Nandan Nilekani has called on India to embrace cryptocurrencies as an asset class as authorities round the world grapple with how to accommodate the technology.
The chair of Infosys, the information technology and consulting company, believes cryptocurrencies are too volatile and energy intensive to use as a means of payment and views India’s homegrown Unified Payments Interface digital payments infrastructure as more effective. But he said crypto should be encouraged as an asset to be bought and sold, like a commodity.
“Just like you have some of your assets in gold or real estate, you can have some of your assets in crypto,” he told the Financial Times in an interview. “I think there’s a role for crypto as a stored value but certainly not in a transactional sense.”
Nilekani said permitting individuals and businesses to tap the $1.5tn market would allow “the crypto guys to put their wealth into India’s economy”.
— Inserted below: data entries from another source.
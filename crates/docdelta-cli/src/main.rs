use std::process::ExitCode;

use clap::Parser;
use colored::Colorize;
use docdelta_compare::CompareError;

mod cli;
mod commands;

fn main() -> ExitCode {
    let cli = cli::Cli::parse();
    init_tracing(cli.verbose);

    match commands::run_command(cli) {
        Ok(()) => ExitCode::SUCCESS,
        Err(e) => {
            let too_large = e
                .downcast_ref::<CompareError>()
                .is_some_and(CompareError::is_resource_limit);
            eprintln!("{} {:#}", "error:".red().bold(), e);
            if too_large {
                eprintln!("  split the document into smaller parts and compare them separately");
                ExitCode::from(2)
            } else {
                ExitCode::FAILURE
            }
        }
    }
}

fn init_tracing(verbose: bool) {
    let level = if verbose {
        tracing::Level::DEBUG
    } else {
        tracing::Level::WARN
    };
    tracing_subscriber::fmt()
        .with_max_level(level)
        .with_writer(std::io::stderr)
        .init();
}
use thiserror::Error;

/// Errors produced while building blocks and document versions.
#[derive(Debug, Error, Clone, PartialEq, Eq)]
pub enum TypeError {
    #[error("unknown block type: {0:?}")]
    UnknownBlockType(String),

    #[error("block {id} has order index {actual}, expected {expected}")]
    OrderIndexMismatch {
        id: String,
        expected: usize,
        actual: usize,
    },

    #[error("duplicate block id: {0}")]
    DuplicateBlockId(String),

    #[error("serialization error: {0}")]
    Serialization(String),
}

/// Convenience alias for type-level results.
pub type TypeResult<T> = Result<T, TypeError>;
use serde::{Deserialize, Serialize};

/// Which side(s) of a text diff a segment belongs to.
#[derive(Clone, Copy, Debug, PartialEq, Eq, Hash, Serialize, Deserialize)]
#[serde(rename_all = "lowercase")]
pub enum SegmentKind {
    /// Only in the new text.
    Added,
    /// Only in the old text.
    Removed,
    /// In both texts.
    Unchanged,
}

/// One run of a character diff.
#[derive(Clone, Debug, PartialEq, Eq, Serialize, Deserialize)]
pub struct DiffSegment {
    #[serde(rename = "type")]
    pub kind: SegmentKind,
    pub text: String,
}

impl DiffSegment {
    pub fn new(kind: SegmentKind, text: impl Into<String>) -> Self {
        Self {
            kind,
            text: text.into(),
        }
    }

    pub fn added(text: impl Into<String>) -> Self {
        Self::new(SegmentKind::Added, text)
    }

    pub fn removed(text: impl Into<String>) -> Self {
        Self::new(SegmentKind::Removed, text)
    }

    pub fn unchanged(text: impl Into<String>) -> Self {
        Self::new(SegmentKind::Unchanged, text)
    }

    /// Length in characters (Unicode scalar values).
    pub fn char_len(&self) -> usize {
        self.text.chars().count()
    }

    /// Whether this segment is part of the old text.
    pub fn in_old(&self) -> bool {
        self.kind != SegmentKind::Added
    }

    /// Whether this segment is part of the new text.
    pub fn in_new(&self) -> bool {
        self.kind != SegmentKind::Removed
    }
}

/// Rebuild the old text from a segment list.
pub fn old_text(segments: &[DiffSegment]) -> String {
    segments
        .iter()
        .filter(|s| s.in_old())
        .map(|s| s.text.as_str())
        .collect()
}

/// Rebuild the new text from a segment list.
pub fn new_text(segments: &[DiffSegment]) -> String {
    segments
        .iter()
        .filter(|s| s.in_new())
        .map(|s| s.text.as_str())
        .collect()
}

#[cfg(test)]
mod tests {
    use super::*;

    #[test]
    fn rebuilds_each_side() {
        let segments = vec![
            DiffSegment::unchanged("The "),
            DiffSegment::removed("cat"),
            DiffSegment::added("dog"),
            DiffSegment::unchanged(" sat"),
        ];
        assert_eq!(old_text(&segments), "The cat sat");
        assert_eq!(new_text(&segments), "The dog sat");
    }

    #[test]
    fn serializes_kind_as_type() {
        let json = serde_json::to_value(DiffSegment::added("x")).unwrap();
        assert_eq!(json["type"], "added");
        assert_eq!(json["text"], "x");
    }
}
The tech executive has long worked with Indian authorities to help craft digital policies, including the Aadhaar biometric identity programme. He also chaired a central bank committee on digital payments in 2019.
India is a potentially big market for crypto but the country’s official stance is unclear, with the spectre of an outright ban looming despite surging volumes among local traders.
A ban would make India one of the world’s most draconian jurisdictions when it comes to digital currencies, as authorities round the world consider how to regulate crypto.
India’s Supreme Court last year overturned a 2018 central bank directive clamping down on crypto. But the market continues to operate in a grey area, with some banks recently threatening to take action against crypto traders.
The government said this year it would introduce legislation that was widely expected to ban private digital currencies in favour of an official, central-bank run coin. Officials have since made more conciliatory-sounding statements.
Infosys has enthusiastically adopted the blockchain technology underpinning cryptocurrencies as it looks to offer a growing range of digital tools to its multinational clients.
But India’s IT industry was hit hard by the country’s ferocious second wave of coronavirus, with companies facing widespread infection among employees and regulators fretting about possible disruption to back-office operations. Nilekani argued the business impact was limited and cases were now falling.
Nilekani argued that Infosys’s experience and scale — the company has about 250,000 employees — meant it was well placed to thrive as companies revamp their internal systems to adjust to a post-pandemic routine of remote or flexible working.
This includes demand for shifting on to the cloud. Although Infosys does not usually reveal the identity of its clients, it has secured deals with companies including Daimler, the German carmaker, and US investment group Vanguard in the past year.
“I think, frankly, the opportunities today are better than ever before,” Nilekani said. “In the 40 years I’ve been in this industry, I’ve never seen so much change and acceleration happening.”